Полковник пошел в ванную, чтобы умыться перед ужином. Ванная была единственным неудобством его номера. «Гритти» был когда-то дворцом, а в ту пору, когда его строили, особых мест для ванных не отводили, их пристроили потом в конце коридора, и если ты хотел помыться, надо было предупреждать заранее: тогда грели воду и вешали чистые полотенца.
Его ванна была выгорожена из угла какой-то комнаты и казалась полковнику скорее оборонительной, чем наступательной позицией. Умываясь, он заглянул в зеркало, чтобы проверить, не выпачкан ли он губной помадой, и увидел там свое лицо.
«У этого лица такой вид, будто его высек из дерева бездарный ремесленник», – подумал он.
Он стал рассматривать рубцы и шрамы, оставшиеся еще с тех времен, когда не умели делать пластических операций, и незаметные для постороннего глаза следы отличных пластических операций после ранения в голову.
"Ну что же, вот и все, что я могу вам предложить в качестве «gueule»[35] или «facade»[36], – думал он. – Жалкий подарок. Одно утешение – загар, он прячет мое безобразие. Но боже ты мой, какой урод!"
Он не замечал, что глаза у него серые, как старый боевой клинок, от уголков глаз сбегают тоненькие морщинки – следы улыбок, а сломанный нос – как у гладиатора на какой-нибудь древней скульптуре. Не замечал он и доброго от природы рта, который умел порою быть беспощадным.
«Ах, будь ты проклят, – сказал он себе в зеркало. – Злосчастный ты калека. Ну что ж, вернемся к нашим дамам».
Он вошел в комнату и сразу стал молодым, как во времена своей первой атаки. Все, что у него было никудышного, осталось там, в ванной. «Правильно, – подумал он. – Там ему и место».
«Оu sont les neiges d'antan? Ou sont les neides d'autrefois? Dans Ie pissoir toute la chose comme ca».[37]
Девушка, которую звали Ренатой, распахнула дверцы высокого гардероба. Внутри были вставлены зеркала, и она расчесывала волосы.

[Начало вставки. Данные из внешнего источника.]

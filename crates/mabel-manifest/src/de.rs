//! Serde structs mirroring the on-disk YAML manifest.
//!
//! These stay dumb: every value is a string at this layer, and all
//! validation happens while converting into the core model.

use serde::Deserialize;
use std::collections::BTreeMap;

#[derive(Debug, Deserialize)]
pub(crate) struct RawModel {
    #[serde(default)]
    pub options: Option<RawOptions>,

    #[serde(default)]
    pub dependencies: Option<BTreeMap<String, BTreeMap<String, RawProject>>>,

    #[serde(default)]
    pub replacements: Option<BTreeMap<String, BTreeMap<String, RawReplacement>>>,
}

#[derive(Debug, Deserialize)]
#[serde(rename_all = "camelCase")]
pub(crate) struct RawOptions {
    #[serde(default)]
    pub version_conflict_policy: Option<String>,

    #[serde(default)]
    pub third_party_directory: Option<String>,

    #[serde(default)]
    pub languages: Option<Vec<String>>,

    #[serde(default)]
    pub resolvers: Option<Vec<RawResolver>>,

    #[serde(default)]
    pub transitivity: Option<String>,

    #[serde(default)]
    pub build_header: Option<Vec<String>>,
}

#[derive(Debug, Deserialize)]
pub(crate) struct RawResolver {
    pub id: String,
    #[serde(rename = "type")]
    pub server_type: String,
    pub url: String,
}

#[derive(Debug, Deserialize)]
pub(crate) struct RawProject {
    pub lang: String,

    #[serde(default)]
    pub version: Option<String>,

    #[serde(default)]
    pub modules: Option<Vec<String>>,

    #[serde(default)]
    pub exports: Option<Vec<String>>,

    #[serde(default)]
    pub exclude: Option<Vec<String>>,
}

#[derive(Debug, Deserialize)]
pub(crate) struct RawReplacement {
    pub lang: String,
    pub target: String,
}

Расчесывала она их не из кокетства и не для того, чтобы понравиться полковнику, хотя и знала, как это ему нравится. Она расчесывала их с трудом и без всякой жалости, а так как волосы были густые и непокорные, словно у крестьянок или великосветских красавиц, гребенке трудно было с ними справиться.
– Ветер их ужасно спутал, – сказала она. – Ты меня еще любишь?

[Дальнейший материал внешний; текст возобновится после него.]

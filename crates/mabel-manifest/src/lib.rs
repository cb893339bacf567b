//! YAML manifest front-end: decodes a dependencies document and converts it,
//! with validation, into a [`mabel_core::model::Model`].

mod de;

use std::collections::{BTreeMap, BTreeSet};
use std::path::Path;

use mabel_core::coordinate::{ArtifactOrProject, MavenGroup, Subproject};
use mabel_core::dependencies::{Dependencies, DependencyMap};
use mabel_core::language::Language;
use mabel_core::model::Model;
use mabel_core::options::{
    DirectoryName, MavenServer, Options, Transitivity, VersionConflictPolicy,
};
use mabel_core::record::ProjectRecord;
use mabel_core::replacements::{BazelTarget, ReplacementMap, ReplacementRecord, Replacements};
use mabel_core::version::Version;
use mabel_util::errors::{MabelError, MabelResult};

use crate::de::{RawModel, RawOptions, RawProject, RawReplacement};

/// Parse a dependencies YAML document into a model.
pub fn parse_model(content: &str) -> MabelResult<Model> {
    let raw: RawModel = serde_yaml::from_str(content).map_err(|e| MabelError::Manifest {
        message: format!("Failed to parse dependencies YAML: {e}"),
    })?;

    let options = raw.options.map(convert_options).transpose()?;
    // Record languages name only "scala"; the version comes from the
    // effective options languages.
    let scala_version = scala_version_of(options.as_ref());

    let dependencies = match raw.dependencies {
        None => Dependencies::empty(),
        Some(groups) => {
            let mut map: DependencyMap = BTreeMap::new();
            for (group, artifacts) in groups {
                let converted = map.entry(MavenGroup::new(group)).or_default();
                for (artifact, project) in artifacts {
                    converted.insert(
                        ArtifactOrProject::new(artifact),
                        convert_project(project, &scala_version)?,
                    );
                }
            }
            Dependencies::new(map)
        }
    };

    let replacements = match raw.replacements {
        None => None,
        Some(groups) => {
            let mut map: ReplacementMap = BTreeMap::new();
            for (group, artifacts) in groups {
                let converted = map.entry(MavenGroup::new(group)).or_default();
                for (artifact, replacement) in artifacts {
                    converted.insert(
                        ArtifactOrProject::new(artifact),
                        convert_replacement(replacement, &scala_version)?,
                    );
                }
            }
            Some(Replacements::new(map))
        }
    };

    Ok(Model::new(dependencies, replacements, options))
}

/// Read and parse a dependencies YAML file.
pub fn load_model(path: &Path) -> MabelResult<Model> {
    let content = std::fs::read_to_string(path).map_err(|e| MabelError::Manifest {
        message: format!("Failed to read {}: {e}", path.display()),
    })?;
    parse_model(&content)
}

fn convert_options(raw: RawOptions) -> MabelResult<Options> {
    let version_conflict_policy = raw
        .version_conflict_policy
        .map(|s| parse_policy(&s))
        .transpose()?;
    let transitivity = raw.transitivity.map(|s| parse_transitivity(&s)).transpose()?;
    let languages = nonempty(raw.languages)
        .map(|langs| {
            langs
                .iter()
                .map(|s| parse_options_language(s))
                .collect::<Result<BTreeSet<Language>, MabelError>>()
        })
        .transpose()?;
    let resolvers = raw.resolvers.filter(|r| !r.is_empty()).map(|resolvers| {
        resolvers
            .into_iter()
            .map(|r| MavenServer::new(r.id, r.server_type, r.url))
            .collect()
    });

    Ok(Options {
        version_conflict_policy,
        third_party_directory: raw.third_party_directory.map(DirectoryName::new),
        languages,
        resolvers,
        transitivity,
        build_header: nonempty(raw.build_header),
    })
}

fn convert_project(raw: RawProject, scala_version: &Version) -> MabelResult<ProjectRecord> {
    let lang = parse_record_language(&raw.lang, scala_version)?;
    let modules: Option<BTreeSet<Subproject>> = nonempty(raw.modules)
        .map(|mods| mods.into_iter().map(Subproject::new).collect());
    let exports = nonempty(raw.exports).map(|e| parse_pairs(&e)).transpose()?;
    let exclude = nonempty(raw.exclude).map(|e| parse_pairs(&e)).transpose()?;

    Ok(ProjectRecord {
        lang,
        version: raw.version.map(Version::new),
        modules,
        exports,
        exclude,
    })
}

fn convert_replacement(
    raw: RawReplacement,
    scala_version: &Version,
) -> MabelResult<ReplacementRecord> {
    Ok(ReplacementRecord {
        lang: parse_record_language(&raw.lang, scala_version)?,
        target: BazelTarget::new(raw.target),
    })
}

fn scala_version_of(options: Option<&Options>) -> Version {
    options
        .map(|o| o.languages())
        .unwrap_or_else(|| Options::default().languages())
        .iter()
        .find_map(|lang| match lang {
            Language::Scala(scala) => Some(scala.version().clone()),
            Language::Java => None,
        })
        .unwrap_or_else(|| Version::new("2.11.11"))
}

fn parse_policy(s: &str) -> Result<VersionConflictPolicy, MabelError> {
    match s {
        "highest" => Ok(VersionConflictPolicy::Highest),
        "fixed" => Ok(VersionConflictPolicy::Fixed),
        "fail" => Ok(VersionConflictPolicy::Fail),
        other => Err(MabelError::Manifest {
            message: format!("unknown versionConflictPolicy: {other}"),
        }),
    }
}

fn parse_transitivity(s: &str) -> Result<Transitivity, MabelError> {
    match s {
        "runtime_deps" => Ok(Transitivity::RuntimeDeps),
        "exports" => Ok(Transitivity::Exports),
        other => Err(MabelError::Manifest {
            message: format!("unknown transitivity: {other}"),
        }),
    }
}

/// Languages in the options list carry their full version:
/// `scala:2.11.11`, `scala/unmangled:2.11.11`, or plain `java`.
fn parse_options_language(s: &str) -> Result<Language, MabelError> {
    match s {
        "java" => Ok(Language::Java),
        "scala" => Ok(Language::default_scala()),
        other => {
            if let Some(version) = other.strip_prefix("scala:") {
                Language::scala(Version::new(version), true)
            } else if let Some(version) = other.strip_prefix("scala/unmangled:") {
                Language::scala(Version::new(version), false)
            } else {
                Err(MabelError::Manifest {
                    message: format!("unknown language: {other}"),
                })
            }
        }
    }
}

/// Record languages name the flavor only; the Scala version is the one the
/// options declare.
fn parse_record_language(s: &str, scala_version: &Version) -> Result<Language, MabelError> {
    match s {
        "java" => Ok(Language::Java),
        "scala" => Language::scala(scala_version.clone(), true),
        "scala/unmangled" => Language::scala(scala_version.clone(), false),
        other => Err(MabelError::Manifest {
            message: format!("unknown language: {other}"),
        }),
    }
}

fn parse_pairs(entries: &[String]) -> Result<BTreeSet<(MavenGroup, ArtifactOrProject)>, MabelError> {
    entries
        .iter()
        .map(|entry| match entry.split(':').collect::<Vec<_>>()[..] {
            [group, artifact] => Ok((MavenGroup::new(group), ArtifactOrProject::new(artifact))),
            _ => Err(MabelError::Manifest {
                message: format!("expected group:artifact, got {entry}"),
            }),
        })
        .collect()
}

fn nonempty(list: Option<Vec<String>>) -> Option<Vec<String>> {
    list.filter(|items| !items.is_empty())
}

#[cfg(test)]
mod tests {
    use super::*;

    #[test]
    fn parses_a_full_document() {
        let doc = r#"
options:
  versionConflictPolicy: "fail"
  thirdPartyDirectory: "3rdparty/jvm"
  languages: [ "java", "scala:2.11.11" ]
  transitivity: "exports"

dependencies:
  com.example:
    foo:
      lang: "java"
      version: "1.0"
    widgets:
      lang: "scala"
      version: "2.1"
      modules: [ "api", "impl" ]
      exports: [ "com.example:foo" ]

replacements:
  org.scala-lang:
    scala-library:
      lang: "scala/unmangled"
      target: "@scala//:library"
"#;
        let model = parse_model(doc).unwrap();
        assert_eq!(
            model.options().version_conflict_policy(),
            VersionConflictPolicy::Fail
        );

        let roots: Vec<String> = model
            .dependencies
            .roots()
            .iter()
            .map(|c| c.to_string())
            .collect();
        assert_eq!(
            roots,
            vec![
                "com.example:foo:1.0".to_string(),
                "com.example:widgets-api_2.11:2.1".to_string(),
                "com.example:widgets-impl_2.11:2.1".to_string(),
            ]
        );

        let replacements = model.replacements.unwrap();
        let uv = replacements
            .unversioned_coordinates_of(
                &MavenGroup::new("org.scala-lang"),
                &ArtifactOrProject::new("scala-library"),
            )
            .unwrap();
        assert_eq!(uv.to_string(), "org.scala-lang:scala-library");
    }

    #[test]
    fn record_scala_version_follows_the_options() {
        let doc = r#"
options:
  languages: [ "scala:2.12.4" ]

dependencies:
  org.typelevel:
    cats-core:
      lang: "scala"
      version: "1.0.1"
"#;
        let model = parse_model(doc).unwrap();
        let roots: Vec<String> = model
            .dependencies
            .roots()
            .iter()
            .map(|c| c.to_string())
            .collect();
        assert_eq!(roots, vec!["org.typelevel:cats-core_2.12:1.0.1".to_string()]);
    }

    #[test]
    fn rejects_unknown_policies_and_languages() {
        assert!(parse_model("options:\n  versionConflictPolicy: \"loudest\"\n").is_err());
        let doc = "dependencies:\n  g:\n    a:\n      lang: \"fortran\"\n";
        assert!(parse_model(doc).is_err());
    }

    #[test]
    fn rejects_unsupported_scala_versions() {
        let doc = "options:\n  languages: [ \"scala:2.9.3\" ]\n";
        let err = parse_model(doc).unwrap_err();
        assert!(err.to_string().contains("unsupported scala version"));
    }

    #[test]
    fn rejects_malformed_export_pairs() {
        let doc = "dependencies:\n  g:\n    a:\n      lang: \"java\"\n      exports: [ \"justonename\" ]\n";
        let err = parse_model(doc).unwrap_err();
        assert!(err.to_string().contains("expected group:artifact"));
    }

    #[test]
    fn empty_module_lists_normalize_to_absent() {
        let doc = "dependencies:\n  g:\n    a:\n      lang: \"java\"\n      modules: []\n";
        let model = parse_model(doc).unwrap();
        let record = &model.dependencies.groups()[&MavenGroup::new("g")]
            [&ArtifactOrProject::new("a")];
        assert!(record.modules.is_none());
    }

    #[test]
    fn missing_sections_stay_absent() {
        let model = parse_model("dependencies: {}\n").unwrap();
        assert!(model.dependencies.is_empty());
        assert!(model.replacements.is_none());
        assert!(model.options.is_none());
    }
}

– Да. Можно я тебе помогу?
– Нет. Я всегда причесываюсь сама.
– Ты могла бы повернуться в профиль?
– Нет. Это все – для наших пятерых сыновей и для того, чтобы тебе было куда положить голову.
– Я думал только о лице, – сказал полковник. – Но спасибо, что ты напомнила. Какой я стал рассеянный!
– А я, наверно, слишком смелая.
– Нет, – сказал полковник. – В Америке эти штуки делают из проволоки и губчатой резины, как сиденья танков. И никогда не узнаешь, где свое, а где чужое, если только ты не такой нахал, как я.
– У нас не так, – сказала она и гребнем перекинула уже разделенные пробором волосы; прикрыв ей щеку, они спустились на шею и плечо. – Ты любишь, когда они гладко причесаны?
– Ну, не такие уж они и гладкие, но зато дьявольски красивые.
– Я могла бы поднять их вверх, если тебе нравится гладкая прическа. Но я всегда теряю шпильки, и возиться с ними ужасно глупо.
Голос был такой красивый и так напоминал ему виолончель Пабло Казальса, что внутри у него невыносимо ныло, как от раны. «Но вынести можно все», – подумал он.
– Я тебя люблю такой, какая ты есть, – сказал полковник. – Ты самая красивая женщина, каких я знал или видел – даже на картинах старых мастеров.
– Не понимаю, почему они до сих пор не прислали портрета.
– За портрет большое спасибо, – сказал полковник и вдруг добавил совсем по-генеральски: – Но это все равно, что шкура с дохлого коня.